Please copy every line from the records below that contains the string "readings".

- [Entries supplied]:
■ ■ ■ ■ ■ ■ ■
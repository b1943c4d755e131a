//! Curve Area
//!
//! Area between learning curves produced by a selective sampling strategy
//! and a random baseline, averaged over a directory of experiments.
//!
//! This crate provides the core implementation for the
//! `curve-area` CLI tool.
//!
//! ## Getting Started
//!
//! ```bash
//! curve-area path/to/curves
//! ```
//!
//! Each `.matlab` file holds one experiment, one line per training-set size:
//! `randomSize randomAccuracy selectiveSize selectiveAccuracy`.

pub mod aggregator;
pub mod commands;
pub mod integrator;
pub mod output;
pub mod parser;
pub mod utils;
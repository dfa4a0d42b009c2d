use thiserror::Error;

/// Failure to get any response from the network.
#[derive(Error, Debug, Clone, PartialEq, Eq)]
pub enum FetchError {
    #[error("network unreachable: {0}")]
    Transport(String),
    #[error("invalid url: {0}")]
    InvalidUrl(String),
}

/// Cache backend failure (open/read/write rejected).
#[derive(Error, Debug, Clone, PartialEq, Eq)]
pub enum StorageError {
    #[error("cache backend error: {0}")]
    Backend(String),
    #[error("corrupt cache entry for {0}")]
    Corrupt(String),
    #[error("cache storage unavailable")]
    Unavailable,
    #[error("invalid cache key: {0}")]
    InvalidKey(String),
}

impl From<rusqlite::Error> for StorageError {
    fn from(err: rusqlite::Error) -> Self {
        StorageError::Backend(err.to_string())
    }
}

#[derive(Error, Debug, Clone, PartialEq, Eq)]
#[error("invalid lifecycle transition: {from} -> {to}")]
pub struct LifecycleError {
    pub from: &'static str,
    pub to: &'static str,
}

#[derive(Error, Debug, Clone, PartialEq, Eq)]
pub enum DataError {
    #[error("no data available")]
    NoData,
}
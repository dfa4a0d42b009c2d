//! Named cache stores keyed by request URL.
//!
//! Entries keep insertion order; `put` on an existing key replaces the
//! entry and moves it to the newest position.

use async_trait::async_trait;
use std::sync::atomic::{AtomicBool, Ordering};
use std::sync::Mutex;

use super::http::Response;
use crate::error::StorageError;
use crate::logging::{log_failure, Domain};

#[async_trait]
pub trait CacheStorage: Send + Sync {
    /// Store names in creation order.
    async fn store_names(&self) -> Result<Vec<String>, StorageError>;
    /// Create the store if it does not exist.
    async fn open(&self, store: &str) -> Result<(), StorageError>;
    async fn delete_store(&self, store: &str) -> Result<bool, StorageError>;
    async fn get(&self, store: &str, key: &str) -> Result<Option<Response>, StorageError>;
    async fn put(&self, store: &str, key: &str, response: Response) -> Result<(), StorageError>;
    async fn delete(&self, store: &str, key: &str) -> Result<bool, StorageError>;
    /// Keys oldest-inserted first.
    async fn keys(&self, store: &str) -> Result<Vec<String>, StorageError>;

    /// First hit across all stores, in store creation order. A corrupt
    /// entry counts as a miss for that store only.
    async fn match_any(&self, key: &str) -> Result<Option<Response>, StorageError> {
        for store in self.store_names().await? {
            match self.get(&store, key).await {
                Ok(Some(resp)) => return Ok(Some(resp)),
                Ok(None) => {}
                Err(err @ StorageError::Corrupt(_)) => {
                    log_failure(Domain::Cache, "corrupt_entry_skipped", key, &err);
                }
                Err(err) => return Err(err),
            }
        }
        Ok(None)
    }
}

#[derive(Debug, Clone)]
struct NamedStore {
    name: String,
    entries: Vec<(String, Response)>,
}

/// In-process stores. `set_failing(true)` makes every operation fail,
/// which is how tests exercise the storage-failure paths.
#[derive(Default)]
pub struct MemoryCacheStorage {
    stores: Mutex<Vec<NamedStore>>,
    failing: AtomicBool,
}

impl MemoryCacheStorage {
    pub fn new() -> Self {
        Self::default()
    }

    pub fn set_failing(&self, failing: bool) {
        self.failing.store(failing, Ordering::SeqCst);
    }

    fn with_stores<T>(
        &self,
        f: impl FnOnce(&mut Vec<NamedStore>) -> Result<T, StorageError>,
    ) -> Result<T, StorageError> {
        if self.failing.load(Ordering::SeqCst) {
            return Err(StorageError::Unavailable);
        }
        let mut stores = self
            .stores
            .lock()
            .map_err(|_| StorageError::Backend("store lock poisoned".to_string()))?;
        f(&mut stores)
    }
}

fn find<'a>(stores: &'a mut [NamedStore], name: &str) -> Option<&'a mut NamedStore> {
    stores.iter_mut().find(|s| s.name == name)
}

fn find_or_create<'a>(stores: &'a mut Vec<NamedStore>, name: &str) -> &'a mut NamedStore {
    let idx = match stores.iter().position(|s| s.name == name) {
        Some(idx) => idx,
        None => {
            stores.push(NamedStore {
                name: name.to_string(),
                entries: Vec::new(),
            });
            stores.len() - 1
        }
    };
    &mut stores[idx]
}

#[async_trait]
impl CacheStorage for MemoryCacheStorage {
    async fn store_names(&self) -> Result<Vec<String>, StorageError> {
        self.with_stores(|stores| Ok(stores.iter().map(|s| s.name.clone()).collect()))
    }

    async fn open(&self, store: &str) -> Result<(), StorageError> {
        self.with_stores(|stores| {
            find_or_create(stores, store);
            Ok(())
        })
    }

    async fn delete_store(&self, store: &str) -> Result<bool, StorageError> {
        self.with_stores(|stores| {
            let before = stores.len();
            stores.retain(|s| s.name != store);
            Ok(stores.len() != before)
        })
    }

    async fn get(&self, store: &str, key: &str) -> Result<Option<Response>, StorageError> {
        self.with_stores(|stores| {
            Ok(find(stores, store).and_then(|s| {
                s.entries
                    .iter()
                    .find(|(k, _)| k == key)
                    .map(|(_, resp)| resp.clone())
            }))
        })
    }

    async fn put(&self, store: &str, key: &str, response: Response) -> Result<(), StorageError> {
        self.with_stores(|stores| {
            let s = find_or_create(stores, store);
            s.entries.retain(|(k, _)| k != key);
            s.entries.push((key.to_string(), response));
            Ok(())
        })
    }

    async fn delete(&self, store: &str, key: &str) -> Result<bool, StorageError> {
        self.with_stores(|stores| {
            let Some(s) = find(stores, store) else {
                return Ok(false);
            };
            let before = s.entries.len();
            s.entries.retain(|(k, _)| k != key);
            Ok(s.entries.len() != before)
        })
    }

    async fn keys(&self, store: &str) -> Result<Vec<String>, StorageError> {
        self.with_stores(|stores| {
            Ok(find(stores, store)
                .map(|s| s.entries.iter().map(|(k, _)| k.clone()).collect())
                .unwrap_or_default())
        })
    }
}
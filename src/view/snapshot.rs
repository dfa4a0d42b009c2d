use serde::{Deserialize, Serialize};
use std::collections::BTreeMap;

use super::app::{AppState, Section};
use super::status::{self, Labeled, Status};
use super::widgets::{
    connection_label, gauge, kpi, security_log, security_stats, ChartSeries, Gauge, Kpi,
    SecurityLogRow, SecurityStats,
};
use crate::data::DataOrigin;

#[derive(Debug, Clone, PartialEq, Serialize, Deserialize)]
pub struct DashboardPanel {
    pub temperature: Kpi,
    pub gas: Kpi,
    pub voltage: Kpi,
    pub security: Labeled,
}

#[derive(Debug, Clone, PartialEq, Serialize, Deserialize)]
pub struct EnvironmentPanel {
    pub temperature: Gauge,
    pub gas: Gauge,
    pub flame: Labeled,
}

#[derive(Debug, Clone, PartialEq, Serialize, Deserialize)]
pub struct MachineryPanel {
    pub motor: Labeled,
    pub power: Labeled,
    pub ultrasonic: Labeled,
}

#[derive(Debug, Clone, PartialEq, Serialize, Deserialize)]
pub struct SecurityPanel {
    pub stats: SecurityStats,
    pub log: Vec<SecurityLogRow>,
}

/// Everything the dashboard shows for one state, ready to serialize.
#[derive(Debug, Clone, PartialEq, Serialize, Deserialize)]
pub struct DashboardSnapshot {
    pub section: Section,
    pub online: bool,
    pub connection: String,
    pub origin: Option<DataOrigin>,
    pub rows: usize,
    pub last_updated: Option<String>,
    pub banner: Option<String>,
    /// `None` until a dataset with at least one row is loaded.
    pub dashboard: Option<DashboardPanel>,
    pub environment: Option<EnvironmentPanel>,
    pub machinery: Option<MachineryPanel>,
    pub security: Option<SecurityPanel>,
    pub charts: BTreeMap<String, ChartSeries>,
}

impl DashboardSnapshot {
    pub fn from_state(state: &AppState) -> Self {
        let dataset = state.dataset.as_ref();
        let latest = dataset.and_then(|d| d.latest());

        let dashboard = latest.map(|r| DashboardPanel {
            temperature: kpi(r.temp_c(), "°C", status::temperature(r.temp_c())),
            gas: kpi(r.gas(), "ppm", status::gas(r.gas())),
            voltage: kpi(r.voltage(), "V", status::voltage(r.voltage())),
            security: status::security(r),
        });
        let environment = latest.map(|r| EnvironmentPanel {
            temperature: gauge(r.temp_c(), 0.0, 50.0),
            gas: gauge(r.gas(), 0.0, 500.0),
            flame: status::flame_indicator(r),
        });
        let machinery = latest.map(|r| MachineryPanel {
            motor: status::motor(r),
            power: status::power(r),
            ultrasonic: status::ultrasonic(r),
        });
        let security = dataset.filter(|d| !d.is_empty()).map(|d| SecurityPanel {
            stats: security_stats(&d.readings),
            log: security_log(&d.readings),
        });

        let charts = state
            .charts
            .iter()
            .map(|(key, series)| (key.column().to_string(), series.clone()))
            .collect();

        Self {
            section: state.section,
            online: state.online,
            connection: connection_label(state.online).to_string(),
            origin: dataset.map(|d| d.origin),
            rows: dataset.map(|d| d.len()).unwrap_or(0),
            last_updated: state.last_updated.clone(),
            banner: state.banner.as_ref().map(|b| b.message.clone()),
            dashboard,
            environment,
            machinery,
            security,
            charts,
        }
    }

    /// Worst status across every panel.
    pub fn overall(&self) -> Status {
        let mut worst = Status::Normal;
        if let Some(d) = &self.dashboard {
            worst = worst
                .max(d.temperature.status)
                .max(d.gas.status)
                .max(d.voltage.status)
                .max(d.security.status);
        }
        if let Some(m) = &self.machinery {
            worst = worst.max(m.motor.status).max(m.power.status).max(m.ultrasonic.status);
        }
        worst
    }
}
■ ■ ■ ■ ■ ■ ■
- [Reply to the exercise]:
            stats: security_stats(&d.readings),
            log: security_log(&d.readings),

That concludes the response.